Friday, February 26, 2010

Terror Trial in New York City

Najibullah Zazi pleaded guilty on February 22 to criminal charges in a terrorist plot to attack the New York subway system, on or near the anniversary of 9/11 last year. A Star-Ledger editorial praised the conduct of the trial in a New York City federal court, while noting the loud noise from followers of former Vice-president Cheney, who are characterizing the use of civilian courts as weak.

The editor is correct in endorsing the handling of this case in criminal court and not by military tribunal. US Attorney General Eric Holder is also correct in prosecuting KSM in criminal court, as was the Bush administration in so handling most terrorism cases during their tenure.

Military tribunals have a poor record for convicting and punishing terrorists, and their recent endorsement by Cheney and other revisionists has nothing to do with our national security, and everything to do with evading the consequences of their past activities.
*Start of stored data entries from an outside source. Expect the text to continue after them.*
use std::io::Read;
use std::path::Path;

use rolegate_core::access::AccessChecker;
use rolegate_core::models::Permission;
use rolegate_core::rules::{self, Rule};

use crate::Result;
use crate::cli::RuleSource;

/// Exit status for a denied `check`.
pub const DENIED: i32 = 2;

fn read_text(path: &Path) -> Result<String> {
    if path == Path::new("-") {
        let mut text = String::new();
        std::io::stdin().read_to_string(&mut text)?;
        return Ok(text);
    }
    Ok(std::fs::read_to_string(path)?)
}

/// Input files usually end with a newline; it is not a rule of its own.
fn load_rules(source: &RuleSource) -> Result<(String, Vec<Rule>)> {
    let text = read_text(&source.file)?;
    let text = text.strip_suffix('\n').unwrap_or(&text);
    let text = text.strip_suffix('\r').unwrap_or(text).to_string();
    log::debug!("loaded {} bytes from {}", text.len(), source.file.display());
    let parsed = rules::parse(&text, &source.default_methods);
    Ok((text, parsed))
}

pub fn parse(source: &RuleSource) -> Result<i32> {
    let (_, parsed) = load_rules(source)?;
    println!("{}", serde_json::to_string_pretty(&parsed)?);
    Ok(0)
}

pub fn normalize(source: &RuleSource) -> Result<i32> {
    let (_, parsed) = load_rules(source)?;
    println!("{}", rules::encode(&parsed));
    Ok(0)
}

pub fn render(source: &RuleSource, prefix: &str) -> Result<i32> {
    let (_, parsed) = load_rules(source)?;
    println!("{}", rules::render(&parsed, prefix));
    Ok(0)
}

pub fn check(source: &RuleSource, method: &str, path: &str, prefix: &str) -> Result<i32> {
    let (text, parsed) = load_rules(source)?;
    log::debug!("checking {method} {path} against {} rule(s)", parsed.len());

    let permission = Permission {
        id: 0,
        slug: source.file.display().to_string(),
        name: source.file.display().to_string(),
        http_method: source.default_methods.clone(),
        http_path: text,
        created_at: None,
        updated_at: None,
    };
    let allowed = AccessChecker::new(prefix).permission_allows(&permission, method, path);

    println!("{}", if allowed { "allow" } else { "deny" });
    Ok(if allowed { 0 } else { DENIED })
}
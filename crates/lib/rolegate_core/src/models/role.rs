//! Role domain model.

use chrono::{DateTime, Utc};
use serde::{Deserialize, Serialize};

use super::permission::Permission;

/// Slug of the built-in role that can neither be deleted nor restricted.
pub const ADMINISTRATOR_SLUG: &str = "administrator";

/// Stored role with its associated permissions loaded.
#[derive(Debug, Clone, PartialEq, Serialize, Deserialize)]
pub struct Role {
    pub id: i64,
    pub slug: String,
    pub name: String,
    /// Ordered by permission id.
    pub permissions: Vec<Permission>,
    pub created_at: Option<DateTime<Utc>>,
    pub updated_at: Option<DateTime<Utc>>,
}

impl Role {
    pub fn is_administrator(&self) -> bool {
        self.slug == ADMINISTRATOR_SLUG
    }

    /// The administrator role is protected from deletion.
    pub fn is_deletable(&self) -> bool {
        !self.is_administrator()
    }

    pub fn permission_names(&self) -> Vec<&str> {
        self.permissions.iter().map(|p| p.name.as_str()).collect()
    }

    pub fn permission_ids(&self) -> Vec<i64> {
        self.permissions.iter().map(|p| p.id).collect()
    }
}

/// Create/update payload for a role.
#[derive(Debug, Clone, Default, PartialEq, Serialize, Deserialize)]
pub struct RoleInput {
    #[serde(default)]
    pub slug: String,
    #[serde(default)]
    pub name: String,
    /// Permission ids to associate. Replaces the previous set on update.
    #[serde(default)]
    pub permissions: Vec<i64>,
}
The military has one charge - use of overwhelming force in defending America from attack - and protection of American interests and allies abroad. Expanding the use of the military for rendition, and operation of detention and interrogation sites around the globe, particularly in Guantanamo, was done to prevent oversight and transparency. Predictably, that lack of oversight led to abuse, torture and, when light was inevitably shed on those practices, discord among our allies and loss of our moral standing in the world community.

The one practical argument for trying Khalid Sheik Mohammed in a military court is that, due to the illegal methods used in extracting evidence, a criminal trial would be subject to many constitutional challenges. But using military tribunals would require legitimizing the process that has brought us to this point, and we need to be moving in the other direction, distancing ourselves legally and morally from those onerous, ineffective and un-American methods.

A public criminal trial of KSM in federal court in Manhattan could be a cathartic rejection of terrorism, putting our democracy and resolve on display to the world - true American exceptionalism. But a frightened local business community, allied with anti-anything-Obama partisans, has raised barriers to this scenario, and the pro-torture faction touts military tribunals as a "reasonable alternative."

Like many seemingly ordinary debates since 9/11, whether or not to treat terrorists as criminals is a choice that cuts to the heart of who we are as a people. Expediency should not be a strong factor here.